Task requirements
Count lines holding the string "arguments" in the data that follows. Reply with one number only.

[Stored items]
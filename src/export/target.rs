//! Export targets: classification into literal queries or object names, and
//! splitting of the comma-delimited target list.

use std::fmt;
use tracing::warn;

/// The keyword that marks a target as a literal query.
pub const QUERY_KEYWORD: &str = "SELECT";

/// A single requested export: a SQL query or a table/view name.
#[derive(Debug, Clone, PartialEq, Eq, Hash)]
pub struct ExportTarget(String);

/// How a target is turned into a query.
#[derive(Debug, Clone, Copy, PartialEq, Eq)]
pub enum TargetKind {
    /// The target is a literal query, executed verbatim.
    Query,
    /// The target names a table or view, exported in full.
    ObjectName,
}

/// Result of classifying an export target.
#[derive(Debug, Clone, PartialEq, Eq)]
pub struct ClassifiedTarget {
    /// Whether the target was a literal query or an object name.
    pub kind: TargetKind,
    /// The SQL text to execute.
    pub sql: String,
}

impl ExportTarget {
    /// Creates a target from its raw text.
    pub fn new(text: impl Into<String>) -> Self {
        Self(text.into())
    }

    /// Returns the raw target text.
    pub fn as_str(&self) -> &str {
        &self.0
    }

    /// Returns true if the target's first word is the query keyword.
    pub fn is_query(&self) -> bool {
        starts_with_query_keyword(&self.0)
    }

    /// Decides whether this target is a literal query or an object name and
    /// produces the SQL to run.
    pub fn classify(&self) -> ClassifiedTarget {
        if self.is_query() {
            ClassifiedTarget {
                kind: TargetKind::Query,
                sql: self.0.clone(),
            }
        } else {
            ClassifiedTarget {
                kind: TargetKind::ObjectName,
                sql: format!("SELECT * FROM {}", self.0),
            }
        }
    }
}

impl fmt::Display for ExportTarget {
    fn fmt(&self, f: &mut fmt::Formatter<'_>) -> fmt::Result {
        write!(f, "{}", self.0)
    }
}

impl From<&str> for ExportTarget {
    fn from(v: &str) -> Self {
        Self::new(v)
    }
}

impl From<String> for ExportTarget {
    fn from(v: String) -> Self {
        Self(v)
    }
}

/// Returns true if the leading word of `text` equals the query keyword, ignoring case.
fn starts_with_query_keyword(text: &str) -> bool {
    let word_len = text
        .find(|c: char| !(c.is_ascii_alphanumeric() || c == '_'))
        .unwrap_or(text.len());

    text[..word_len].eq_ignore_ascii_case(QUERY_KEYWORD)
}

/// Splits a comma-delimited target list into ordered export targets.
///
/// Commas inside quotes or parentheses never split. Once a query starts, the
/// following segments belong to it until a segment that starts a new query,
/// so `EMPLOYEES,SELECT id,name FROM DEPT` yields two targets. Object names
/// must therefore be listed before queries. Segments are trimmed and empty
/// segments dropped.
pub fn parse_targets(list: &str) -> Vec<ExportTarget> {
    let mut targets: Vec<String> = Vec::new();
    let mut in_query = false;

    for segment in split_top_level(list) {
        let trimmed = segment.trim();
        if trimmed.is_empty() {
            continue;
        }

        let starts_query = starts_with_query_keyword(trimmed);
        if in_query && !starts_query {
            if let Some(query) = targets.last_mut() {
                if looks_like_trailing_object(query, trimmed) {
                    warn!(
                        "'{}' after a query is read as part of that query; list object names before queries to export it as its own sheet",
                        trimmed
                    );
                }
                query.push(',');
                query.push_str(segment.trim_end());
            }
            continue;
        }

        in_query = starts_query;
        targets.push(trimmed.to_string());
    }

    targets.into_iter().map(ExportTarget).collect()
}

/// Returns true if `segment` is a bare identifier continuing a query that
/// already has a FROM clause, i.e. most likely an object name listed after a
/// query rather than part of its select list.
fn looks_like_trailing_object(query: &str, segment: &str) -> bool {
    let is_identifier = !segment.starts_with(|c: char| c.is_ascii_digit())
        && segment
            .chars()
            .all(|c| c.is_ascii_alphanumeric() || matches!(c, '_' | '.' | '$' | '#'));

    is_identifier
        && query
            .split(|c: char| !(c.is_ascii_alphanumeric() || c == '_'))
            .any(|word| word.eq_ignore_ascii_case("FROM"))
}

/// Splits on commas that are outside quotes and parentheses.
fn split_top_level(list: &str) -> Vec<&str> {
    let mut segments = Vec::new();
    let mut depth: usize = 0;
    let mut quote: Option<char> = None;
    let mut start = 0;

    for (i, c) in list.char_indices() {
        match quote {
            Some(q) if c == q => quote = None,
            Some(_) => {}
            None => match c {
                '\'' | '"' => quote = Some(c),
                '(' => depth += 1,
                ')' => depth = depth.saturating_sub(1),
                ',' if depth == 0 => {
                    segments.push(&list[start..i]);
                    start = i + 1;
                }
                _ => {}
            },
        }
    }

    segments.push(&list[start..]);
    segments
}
* * *
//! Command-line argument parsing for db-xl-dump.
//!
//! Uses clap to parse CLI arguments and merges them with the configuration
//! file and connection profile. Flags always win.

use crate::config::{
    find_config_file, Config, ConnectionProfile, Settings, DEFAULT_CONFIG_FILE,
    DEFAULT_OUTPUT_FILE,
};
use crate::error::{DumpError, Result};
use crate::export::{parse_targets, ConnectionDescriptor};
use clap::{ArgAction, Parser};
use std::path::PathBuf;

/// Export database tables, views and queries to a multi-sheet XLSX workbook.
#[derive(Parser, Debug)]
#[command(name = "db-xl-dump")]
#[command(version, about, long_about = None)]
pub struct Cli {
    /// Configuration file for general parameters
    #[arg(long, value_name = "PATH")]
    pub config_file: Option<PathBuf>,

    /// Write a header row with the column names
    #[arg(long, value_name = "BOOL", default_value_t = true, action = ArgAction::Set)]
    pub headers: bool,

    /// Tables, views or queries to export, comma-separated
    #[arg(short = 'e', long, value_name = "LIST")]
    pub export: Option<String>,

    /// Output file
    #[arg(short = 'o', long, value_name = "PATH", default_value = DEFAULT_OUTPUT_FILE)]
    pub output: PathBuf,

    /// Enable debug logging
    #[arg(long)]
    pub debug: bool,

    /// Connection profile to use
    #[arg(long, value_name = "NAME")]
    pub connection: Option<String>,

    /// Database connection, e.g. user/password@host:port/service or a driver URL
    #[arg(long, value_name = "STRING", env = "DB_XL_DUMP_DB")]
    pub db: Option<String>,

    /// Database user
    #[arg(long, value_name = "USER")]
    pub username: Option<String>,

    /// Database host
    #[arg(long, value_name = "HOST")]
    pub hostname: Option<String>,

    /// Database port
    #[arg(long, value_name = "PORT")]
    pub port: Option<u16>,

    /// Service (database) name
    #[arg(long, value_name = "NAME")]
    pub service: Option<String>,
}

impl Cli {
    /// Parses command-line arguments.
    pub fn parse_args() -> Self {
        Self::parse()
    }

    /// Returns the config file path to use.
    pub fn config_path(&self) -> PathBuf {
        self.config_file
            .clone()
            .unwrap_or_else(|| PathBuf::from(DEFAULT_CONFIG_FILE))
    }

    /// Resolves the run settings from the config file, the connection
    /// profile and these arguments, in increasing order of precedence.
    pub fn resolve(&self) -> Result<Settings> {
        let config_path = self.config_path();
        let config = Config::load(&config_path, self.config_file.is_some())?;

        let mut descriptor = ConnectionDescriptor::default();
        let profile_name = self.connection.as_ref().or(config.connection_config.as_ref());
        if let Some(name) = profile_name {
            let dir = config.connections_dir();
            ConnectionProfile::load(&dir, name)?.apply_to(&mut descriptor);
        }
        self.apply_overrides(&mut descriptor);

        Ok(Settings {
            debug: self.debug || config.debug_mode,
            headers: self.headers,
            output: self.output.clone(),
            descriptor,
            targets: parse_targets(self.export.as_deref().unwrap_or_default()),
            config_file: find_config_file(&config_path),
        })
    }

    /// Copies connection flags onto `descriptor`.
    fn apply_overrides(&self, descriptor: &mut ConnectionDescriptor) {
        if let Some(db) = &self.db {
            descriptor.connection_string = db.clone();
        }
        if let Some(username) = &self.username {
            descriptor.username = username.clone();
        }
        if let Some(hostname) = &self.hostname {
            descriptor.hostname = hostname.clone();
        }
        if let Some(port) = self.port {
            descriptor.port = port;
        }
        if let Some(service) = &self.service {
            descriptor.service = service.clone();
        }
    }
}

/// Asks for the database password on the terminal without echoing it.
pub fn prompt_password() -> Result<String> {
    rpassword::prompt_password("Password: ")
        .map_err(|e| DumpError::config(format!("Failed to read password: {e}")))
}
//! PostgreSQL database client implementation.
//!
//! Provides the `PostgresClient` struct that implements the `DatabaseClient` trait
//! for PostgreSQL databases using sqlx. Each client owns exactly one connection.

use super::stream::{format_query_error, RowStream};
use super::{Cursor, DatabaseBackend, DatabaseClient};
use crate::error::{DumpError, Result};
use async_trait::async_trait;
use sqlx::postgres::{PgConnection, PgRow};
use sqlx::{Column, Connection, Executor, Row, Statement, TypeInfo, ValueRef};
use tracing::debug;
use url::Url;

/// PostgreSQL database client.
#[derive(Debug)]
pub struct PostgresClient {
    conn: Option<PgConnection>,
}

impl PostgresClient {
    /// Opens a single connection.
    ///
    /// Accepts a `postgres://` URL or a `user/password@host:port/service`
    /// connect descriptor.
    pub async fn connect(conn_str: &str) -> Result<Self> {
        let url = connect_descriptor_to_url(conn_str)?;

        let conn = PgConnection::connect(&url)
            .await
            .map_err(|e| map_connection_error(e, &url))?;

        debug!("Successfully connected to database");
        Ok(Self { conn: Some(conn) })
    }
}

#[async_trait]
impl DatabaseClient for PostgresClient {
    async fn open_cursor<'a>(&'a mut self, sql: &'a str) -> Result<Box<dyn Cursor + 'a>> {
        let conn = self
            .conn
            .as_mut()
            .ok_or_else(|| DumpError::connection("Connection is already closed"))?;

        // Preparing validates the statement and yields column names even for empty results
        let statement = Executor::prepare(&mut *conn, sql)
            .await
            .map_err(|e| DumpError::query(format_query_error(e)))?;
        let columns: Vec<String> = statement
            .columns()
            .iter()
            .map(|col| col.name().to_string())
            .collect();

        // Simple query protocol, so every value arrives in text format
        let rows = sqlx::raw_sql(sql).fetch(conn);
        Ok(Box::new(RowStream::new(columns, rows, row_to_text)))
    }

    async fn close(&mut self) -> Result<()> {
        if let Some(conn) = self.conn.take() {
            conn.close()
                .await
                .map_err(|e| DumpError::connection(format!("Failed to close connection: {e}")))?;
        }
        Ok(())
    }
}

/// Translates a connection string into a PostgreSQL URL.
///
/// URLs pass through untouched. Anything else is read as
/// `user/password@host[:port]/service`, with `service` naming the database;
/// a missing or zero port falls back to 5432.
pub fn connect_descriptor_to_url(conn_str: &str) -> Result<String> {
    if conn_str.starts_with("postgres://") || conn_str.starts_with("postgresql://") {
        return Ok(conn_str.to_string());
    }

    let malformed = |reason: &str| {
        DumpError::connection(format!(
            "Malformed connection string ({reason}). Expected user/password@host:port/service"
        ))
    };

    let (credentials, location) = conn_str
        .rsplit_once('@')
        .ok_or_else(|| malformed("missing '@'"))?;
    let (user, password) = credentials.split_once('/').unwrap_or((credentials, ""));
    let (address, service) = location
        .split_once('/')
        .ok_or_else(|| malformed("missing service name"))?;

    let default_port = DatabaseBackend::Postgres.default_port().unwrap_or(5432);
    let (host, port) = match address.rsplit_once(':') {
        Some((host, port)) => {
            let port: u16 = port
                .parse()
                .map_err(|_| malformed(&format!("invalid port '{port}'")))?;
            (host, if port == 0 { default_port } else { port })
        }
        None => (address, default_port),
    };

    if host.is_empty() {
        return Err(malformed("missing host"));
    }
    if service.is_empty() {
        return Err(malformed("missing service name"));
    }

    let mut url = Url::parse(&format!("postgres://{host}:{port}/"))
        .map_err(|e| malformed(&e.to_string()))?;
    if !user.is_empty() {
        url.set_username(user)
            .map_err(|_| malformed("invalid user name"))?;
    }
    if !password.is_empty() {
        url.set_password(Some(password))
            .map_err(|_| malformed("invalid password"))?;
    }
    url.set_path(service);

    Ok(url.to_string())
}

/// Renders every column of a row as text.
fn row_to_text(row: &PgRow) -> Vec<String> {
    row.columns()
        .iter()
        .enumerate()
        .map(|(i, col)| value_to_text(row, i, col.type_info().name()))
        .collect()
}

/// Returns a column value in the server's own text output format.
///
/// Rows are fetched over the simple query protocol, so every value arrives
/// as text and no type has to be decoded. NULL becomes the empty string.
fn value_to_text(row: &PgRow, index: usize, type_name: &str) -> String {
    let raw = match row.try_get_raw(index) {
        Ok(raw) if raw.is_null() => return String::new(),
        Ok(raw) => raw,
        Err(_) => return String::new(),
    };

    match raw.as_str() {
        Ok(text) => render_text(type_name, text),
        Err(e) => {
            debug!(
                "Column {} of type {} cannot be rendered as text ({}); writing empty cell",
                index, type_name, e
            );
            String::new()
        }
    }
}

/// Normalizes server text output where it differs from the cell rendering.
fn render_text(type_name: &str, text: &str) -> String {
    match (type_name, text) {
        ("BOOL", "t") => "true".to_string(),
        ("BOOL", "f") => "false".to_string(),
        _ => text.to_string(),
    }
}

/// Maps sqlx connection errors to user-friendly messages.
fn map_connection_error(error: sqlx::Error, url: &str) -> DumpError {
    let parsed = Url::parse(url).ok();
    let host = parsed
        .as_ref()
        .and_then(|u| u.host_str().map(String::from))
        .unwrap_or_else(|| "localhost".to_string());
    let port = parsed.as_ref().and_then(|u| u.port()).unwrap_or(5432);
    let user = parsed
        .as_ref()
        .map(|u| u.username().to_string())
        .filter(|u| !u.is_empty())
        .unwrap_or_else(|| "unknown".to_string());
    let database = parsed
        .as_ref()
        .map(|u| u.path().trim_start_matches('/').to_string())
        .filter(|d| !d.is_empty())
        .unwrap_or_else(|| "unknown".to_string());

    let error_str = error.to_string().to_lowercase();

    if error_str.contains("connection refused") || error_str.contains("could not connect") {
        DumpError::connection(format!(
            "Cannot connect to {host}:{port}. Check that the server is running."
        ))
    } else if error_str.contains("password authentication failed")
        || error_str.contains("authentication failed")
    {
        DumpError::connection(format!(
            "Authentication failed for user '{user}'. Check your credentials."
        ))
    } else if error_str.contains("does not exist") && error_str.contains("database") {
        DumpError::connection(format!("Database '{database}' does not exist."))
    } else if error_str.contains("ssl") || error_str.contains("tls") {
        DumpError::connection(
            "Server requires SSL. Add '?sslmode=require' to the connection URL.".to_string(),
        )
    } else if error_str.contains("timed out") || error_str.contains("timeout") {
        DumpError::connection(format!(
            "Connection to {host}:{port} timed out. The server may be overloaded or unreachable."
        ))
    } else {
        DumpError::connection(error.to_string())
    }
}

Exercise solution
3